Last week my wife and I were enjoying a quiet a dinner by the docks of Cape Coral when something unexpected happened. I try not to work while on a date, but this experience was just too good not to capture and share. 

I think this mini story encapsulates what many of our clients and us (Insight) have experienced for many years. During some of our communication sessions we discuss the difference between our intentions and perceptions (specifically, how what we intend is perceived). When there is a disconnect there can be conflict and frustration. 

So … there we were on the docks enjoying incredible seafood and a large group was sat about 5 feet away from us. This group resembled a sorority/fraternity gathering, but they were all in their mid-to late twenties. There were probably more Instagram poses than drinks on the table. 

Then it happened. A 10-year-old girl walked out of the restaurant with her siblings and saw the “happy birthday” crown and confidently shouted with zero awareness, “Hey – Happy Birthday, how old are you?”. No one responded, but on her third try the table gave the little girl their attention. The little girl, full of innocence, blurted out once again, “Happy Birthday, how old are you today?” The young woman happily exclaimed, “I’m 26!” Then the little girl stole the night and said, “That’s great! My mom is 26 too! Happy Birthday!” 

I kid you not, for a moment you could hear a pin drop on those docks in shock and awe and so I shouted over, “Happy Birthday!!!”

The celebration from the young girl was completely innocent and meaningful. However, the birthday girl heard it as an insult. 

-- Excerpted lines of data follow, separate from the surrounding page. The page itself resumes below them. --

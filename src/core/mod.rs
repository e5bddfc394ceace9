// Shared helpers used by both the engine and game layers

pub mod math;
// Moving platform driver

use glam::Vec2;
use serde::{Deserialize, Serialize};
use std::sync::Arc;

use crate::core::math::move_towards;
use crate::engine::game_loop::Tick;
use crate::engine::physics::{BodyKind, BodyShape, CollisionLayer, CollisionTag, EntityId, KinematicBody};
use crate::game::characters::stats::{non_negative, positive};
use crate::game::config::ConfigError;
use crate::game::path::{WaypointCursor, WaypointPath};

/// Platform tuning
#[derive(Debug, Clone, PartialEq, Serialize, Deserialize)]
#[serde(default)]
pub struct PlatformStats {
    /// Travel speed (units/second)
    pub move_speed: f32,
    /// Seconds to wait at each waypoint
    pub wait_at_waypoint: f32,
    /// Distance at which a waypoint counts as reached
    pub arrival_epsilon: f32,

    pub width: f32,
    pub height: f32,
}

/// Default platform tuning
pub const PLATFORM_STATS: PlatformStats = PlatformStats {
    move_speed: 5.0,
    wait_at_waypoint: 1.0,
    arrival_epsilon: 1e-4,
    width: 3.0,
    height: 0.5,
};

impl Default for PlatformStats {
    fn default() -> Self {
        PLATFORM_STATS
    }
}

impl PlatformStats {
    pub fn validate(&self) -> Result<(), ConfigError> {
        positive("platform.move_speed", self.move_speed)?;
        non_negative("platform.wait_at_waypoint", self.wait_at_waypoint)?;
        non_negative("platform.arrival_epsilon", self.arrival_epsilon)?;
        positive("platform.width", self.width)?;
        positive("platform.height", self.height)?;
        Ok(())
    }
}

/// A solid platform that travels a waypoint path at constant speed
#[derive(Debug)]
pub struct MovingPlatform {
    id: EntityId,
    stats: PlatformStats,
    body: KinematicBody,
    path: Arc<WaypointPath>,
    cursor: WaypointCursor,
    resume_at: f32,
}

impl MovingPlatform {
    pub fn new(
        id: EntityId,
        stats: PlatformStats,
        position: Vec2,
        path: Arc<WaypointPath>,
    ) -> Result<Self, ConfigError> {
        stats.validate()?;

        if path.is_empty() {
            log::warn!("Platform {} has no waypoints and will not move", id);
        }

        Ok(Self {
            id,
            stats,
            body: KinematicBody::new(position, BodyKind::Scripted, CollisionLayer::Ground),
            path,
            cursor: WaypointCursor::new(),
            resume_at: 0.0,
        })
    }

    /// Colliders for the physics collaborator
    pub fn shape(&self) -> BodyShape {
        BodyShape::solid_box(
            Vec2::new(self.stats.width, self.stats.height),
            CollisionTag::MovingPlatform,
        )
    }

    /// Move along the path; returns how far the platform moved this tick
    pub fn tick(&mut self, tick: Tick) -> Vec2 {
        if tick.now < self.resume_at {
            self.body.velocity = Vec2::ZERO;
            return Vec2::ZERO;
        }

        let Some(target) = self.cursor.target(&self.path) else {
            self.body.velocity = Vec2::ZERO;
            return Vec2::ZERO;
        };

        let start = self.body.position;
        let mut next = move_towards(start, target, self.stats.move_speed * tick.dt);

        if next.distance(target) <= self.stats.arrival_epsilon {
            next = target;
            self.cursor.advance(&self.path);
            self.resume_at = tick.now + self.stats.wait_at_waypoint;
            log::debug!(
                "Platform {} reached waypoint, next index {} (halted: {})",
                self.id,
                self.cursor.index(),
                self.cursor.is_halted()
            );
        }

        let delta = next - start;
        self.body.position = next;
        self.body.velocity = if tick.dt > 0.0 {
            delta / tick.dt
        } else {
            Vec2::ZERO
        };
        delta
    }

    pub fn id(&self) -> EntityId {
        self.id
    }

    pub fn stats(&self) -> &PlatformStats {
        &self.stats
    }

    pub fn cursor(&self) -> &WaypointCursor {
        &self.cursor
    }

    pub fn body(&self) -> &KinematicBody {
        &self.body
    }

    pub fn body_mut(&mut self) -> &mut KinematicBody {
        &mut self.body
    }

    pub fn position(&self) -> Vec2 {
        self.body.position
    }
}

#[cfg(test)]
mod tests {
    use super::*;
    use approx::assert_relative_eq;

    const DT: f32 = 1.0 / 60.0;

    fn platform(points: Vec<Vec2>, looping: bool) -> MovingPlatform {
        MovingPlatform::new(
            20,
            PlatformStats::default(),
            Vec2::ZERO,
            Arc::new(WaypointPath::new(points, looping)),
        )
        .expect("valid stats")
    }

    fn run(platform: &mut MovingPlatform, start: u64, ticks: u64) -> u64 {
        for i in start..start + ticks {
            platform.tick(Tick::new(i, DT));
        }
        start + ticks
    }

    #[test]
    fn test_moves_at_constant_speed() {
        let mut platform = platform(vec![Vec2::new(10.0, 0.0)], true);
        let delta = platform.tick(Tick::new(1, DT));
        assert_relative_eq!(delta.x, platform.stats().move_speed * DT);
        assert_relative_eq!(platform.body().velocity.x, platform.stats().move_speed);
    }

    #[test]
    fn test_empty_path_never_moves() {
        let mut platform = platform(Vec::new(), false);
        assert_eq!(platform.tick(Tick::new(1, DT)), Vec2::ZERO);
        assert_eq!(platform.position(), Vec2::ZERO);
    }

    #[test]
    fn test_lands_exactly_and_waits() {
        let mut platform = platform(vec![Vec2::new(0.05, 0.0), Vec2::new(0.0, 0.0)], true);

        platform.tick(Tick::at(1.0, DT));
        assert_eq!(platform.position(), Vec2::new(0.05, 0.0));
        assert_eq!(platform.cursor().index(), 1);

        assert_eq!(platform.tick(Tick::at(1.5, DT)), Vec2::ZERO);
        assert_ne!(platform.tick(Tick::at(2.0, DT)), Vec2::ZERO);
    }

    #[test]
    fn test_non_looping_two_waypoints_stop() {
        let mut platform = platform(vec![Vec2::new(1.0, 0.0), Vec2::new(1.0, 1.0)], false);

        let next = run(&mut platform, 1, 600);
        assert_eq!(platform.cursor().arrivals(), 2);
        assert!(platform.cursor().is_halted());
        assert_eq!(platform.position(), Vec2::new(1.0, 1.0));

        run(&mut platform, next, 600);
        assert_eq!(platform.cursor().arrivals(), 2);
        assert_eq!(platform.position(), Vec2::new(1.0, 1.0));
    }

    #[test]
    fn test_looping_wraps_to_first() {
        let mut platform = platform(vec![Vec2::new(1.0, 0.0), Vec2::ZERO], true);
        run(&mut platform, 1, 600);
        let arrivals = platform.cursor().arrivals();
        assert!(arrivals >= 4);
        assert_eq!(platform.cursor().index() as u64, arrivals % 2);
    }

    #[test]
    fn test_invalid_stats() {
        let stats = PlatformStats {
            move_speed: 0.0,
            ..PlatformStats::default()
        };
        let result = MovingPlatform::new(1, stats, Vec2::ZERO, Arc::new(WaypointPath::empty()));
        assert!(result.is_err());
    }
}
//! Level description files and construction-time errors.

use glam::Vec2;
use ron::extensions::Extensions;
use ron::Options;
use serde::{Deserialize, Serialize};
use std::collections::BTreeMap;
use std::fs;
use std::path::Path;
use std::sync::Arc;

use crate::game::characters::stats::{EnemyStats, PlayerStats};
use crate::game::path::WaypointPath;
use crate::game::platform::PlatformStats;
use crate::game::session::START_LIVES;

/// Problems found while loading or building a level
///
/// These surface once, before the first tick; the running simulation never
/// returns errors.
#[derive(Debug, thiserror::Error)]
pub enum ConfigError {
    #[error("IO error: {0}")]
    Io(#[from] std::io::Error),

    #[error("Failed to parse level file: {0}")]
    Parse(#[from] ron::error::SpannedError),

    #[error("Unknown waypoint path: {0}")]
    UnknownPath(String),

    #[error("Invalid {field}: {reason}")]
    InvalidStat { field: &'static str, reason: String },
}

/// A named waypoint path
#[derive(Debug, Clone, PartialEq, Serialize, Deserialize)]
pub struct PathConfig {
    pub points: Vec<(f32, f32)>,
    #[serde(default = "default_looping")]
    pub looping: bool,
}

/// Axis-aligned box of level geometry
#[derive(Debug, Clone, PartialEq, Serialize, Deserialize)]
pub struct BoxConfig {
    /// Center
    pub position: (f32, f32),
    pub size: (f32, f32),
}

#[derive(Debug, Clone, PartialEq, Serialize, Deserialize)]
pub struct EnemyConfig {
    pub spawn: (f32, f32),
    /// Name of a path in `paths`; no path means the enemy stands still
    #[serde(default)]
    pub path: Option<String>,
    #[serde(default)]
    pub stats: EnemyStats,
}

#[derive(Debug, Clone, PartialEq, Serialize, Deserialize)]
pub struct PlatformConfig {
    pub position: (f32, f32),
    pub path: String,
    #[serde(default)]
    pub stats: PlatformStats,
}

#[derive(Debug, Clone, PartialEq, Serialize, Deserialize)]
pub struct DeathZoneConfig {
    pub position: (f32, f32),
    pub size: (f32, f32),
    /// Remove enemies that fall in
    #[serde(default = "default_destroy_non_player")]
    pub destroy_non_player: bool,
}

#[derive(Debug, Clone, PartialEq, Serialize, Deserialize)]
pub struct CoinConfig {
    pub position: (f32, f32),
    #[serde(default = "default_coin_value")]
    pub value: u32,
}

/// Everything needed to build a level
#[derive(Debug, Clone, PartialEq, Serialize, Deserialize)]
pub struct LevelConfig {
    #[serde(default)]
    pub name: String,
    /// Vertical gravity for the physics collaborator
    #[serde(default = "default_gravity")]
    pub gravity: f32,
    #[serde(default = "default_start_lives")]
    pub start_lives: i32,

    pub player_spawn: (f32, f32),
    #[serde(default)]
    pub player: PlayerStats,

    #[serde(default)]
    pub paths: BTreeMap<String, PathConfig>,
    #[serde(default)]
    pub ground: Vec<BoxConfig>,
    #[serde(default)]
    pub one_way_platforms: Vec<BoxConfig>,
    #[serde(default)]
    pub platforms: Vec<PlatformConfig>,
    #[serde(default)]
    pub enemies: Vec<EnemyConfig>,
    #[serde(default)]
    pub death_zones: Vec<DeathZoneConfig>,
    #[serde(default)]
    pub coins: Vec<CoinConfig>,
    #[serde(default)]
    pub victory: Option<(f32, f32)>,
}

fn default_looping() -> bool {
    true
}

fn default_destroy_non_player() -> bool {
    true
}

fn default_coin_value() -> u32 {
    1
}

fn default_gravity() -> f32 {
    -30.0
}

fn default_start_lives() -> i32 {
    START_LIVES
}

/// Create RON options with extensions enabled for more flexible parsing.
fn ron_options() -> Options {
    Options::default().with_default_extension(Extensions::IMPLICIT_SOME)
}

pub(crate) fn vec2((x, y): (f32, f32)) -> Vec2 {
    Vec2::new(x, y)
}

impl LevelConfig {
    /// Parse a level from RON text
    pub fn from_ron(text: &str) -> Result<Self, ConfigError> {
        let config: LevelConfig = ron_options().from_str(text)?;
        config.validate()?;
        Ok(config)
    }

    /// Load a level from a RON file
    pub fn load(path: impl AsRef<Path>) -> Result<Self, ConfigError> {
        let path = path.as_ref();
        let text = fs::read_to_string(path)?;
        let config = Self::from_ron(&text)?;
        log::info!("Loaded level '{}' from {}", config.name, path.display());
        Ok(config)
    }

    /// Check stats and path references
    pub fn validate(&self) -> Result<(), ConfigError> {
        if self.start_lives < 1 {
            return Err(ConfigError::InvalidStat {
                field: "start_lives",
                reason: format!("must be at least 1, got {}", self.start_lives),
            });
        }

        self.player.validate()?;

        for enemy in &self.enemies {
            enemy.stats.validate()?;
            if let Some(name) = &enemy.path {
                self.require_path(name)?;
            }
        }

        for platform in &self.platforms {
            platform.stats.validate()?;
            self.require_path(&platform.path)?;
        }

        Ok(())
    }

    fn require_path(&self, name: &str) -> Result<(), ConfigError> {
        if self.paths.contains_key(name) {
            Ok(())
        } else {
            Err(ConfigError::UnknownPath(name.to_string()))
        }
    }

    /// Build every named path once so followers can share them
    pub fn build_paths(&self) -> BTreeMap<String, Arc<WaypointPath>> {
        self.paths
            .iter()
            .map(|(name, path)| {
                let points = path.points.iter().copied().map(vec2).collect();
                (name.clone(), Arc::new(WaypointPath::new(points, path.looping)))
            })
            .collect()
    }
}

#[cfg(test)]
mod tests {
    use super::*;

    const MINIMAL: &str = r#"(
        player_spawn: (0.0, 2.0),
    )"#;

    const FULL: &str = r#"(
        name: "test",
        start_lives: 2,
        player_spawn: (0.0, 2.0),
        player: (move_speed: 5.0),
        paths: {
            "patrol": (points: [(2.0, 1.0), (6.0, 1.0)]),
            "lift": (points: [(10.0, 0.0), (10.0, 5.0)], looping: false),
        },
        ground: [(position: (0.0, 0.0), size: (40.0, 1.0))],
        enemies: [(spawn: (4.0, 1.0), path: "patrol")],
        platforms: [(position: (10.0, 0.0), path: "lift")],
        death_zones: [(position: (0.0, -10.0), size: (100.0, 1.0))],
        coins: [(position: (3.0, 3.0), value: 5)],
        victory: (20.0, 1.0),
    )"#;

    #[test]
    fn test_minimal_level_uses_defaults() {
        let config = LevelConfig::from_ron(MINIMAL).expect("minimal level");
        assert_eq!(config.start_lives, START_LIVES);
        assert_eq!(config.player, PlayerStats::default());
        assert!(config.enemies.is_empty());
        assert_eq!(config.victory, None);
    }

    #[test]
    fn test_full_level() {
        let config = LevelConfig::from_ron(FULL).expect("full level");
        assert_eq!(config.start_lives, 2);
        assert_eq!(config.player.move_speed, 5.0);
        // Fields not given keep their defaults
        assert_eq!(config.player.max_health, 1);
        assert_eq!(config.enemies[0].path.as_deref(), Some("patrol"));
        assert_eq!(config.coins[0].value, 5);
        assert!(config.death_zones[0].destroy_non_player);
        assert_eq!(config.victory, Some((20.0, 1.0)));

        let paths = config.build_paths();
        assert!(paths["patrol"].is_looping());
        assert!(!paths["lift"].is_looping());
        assert_eq!(paths["lift"].get(1), Some(Vec2::new(10.0, 5.0)));
    }

    #[test]
    fn test_unknown_path_rejected() {
        let text = r#"(
            player_spawn: (0.0, 0.0),
            enemies: [(spawn: (1.0, 1.0), path: "nowhere")],
        )"#;
        assert!(matches!(
            LevelConfig::from_ron(text),
            Err(ConfigError::UnknownPath(name)) if name == "nowhere"
        ));
    }

    #[test]
    fn test_bad_stats_rejected() {
        let text = r#"(
            player_spawn: (0.0, 0.0),
            start_lives: 0,
        )"#;
        assert!(matches!(
            LevelConfig::from_ron(text),
            Err(ConfigError::InvalidStat { field: "start_lives", .. })
        ));
    }

    #[test]
    fn test_parse_error() {
        assert!(matches!(
            LevelConfig::from_ron("(player_spawn: oops)"),
            Err(ConfigError::Parse(_))
        ));
    }

    #[test]
    fn test_missing_file() {
        assert!(matches!(
            LevelConfig::load("does/not/exist.ron"),
            Err(ConfigError::Io(_))
        ));
    }
}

We’ve all been there on both sides of the story. 

  • We’ve shared feedback and thoughts at work and home in a way that completely missed the mark.

  • We’ve heard feedback and ideas from others that left us reeling when really, they were trying to help.

Often, it seems our first attempt to communicate with clarity falls flat. So, we have three choices: 

  1. Remain clueless to the impact our words have on others and not develop our awareness.

  2. Sense the disconnect but shy away from fixing the misunderstanding.

  3. Practice positive regard and ask questions to gain more understanding and clarity.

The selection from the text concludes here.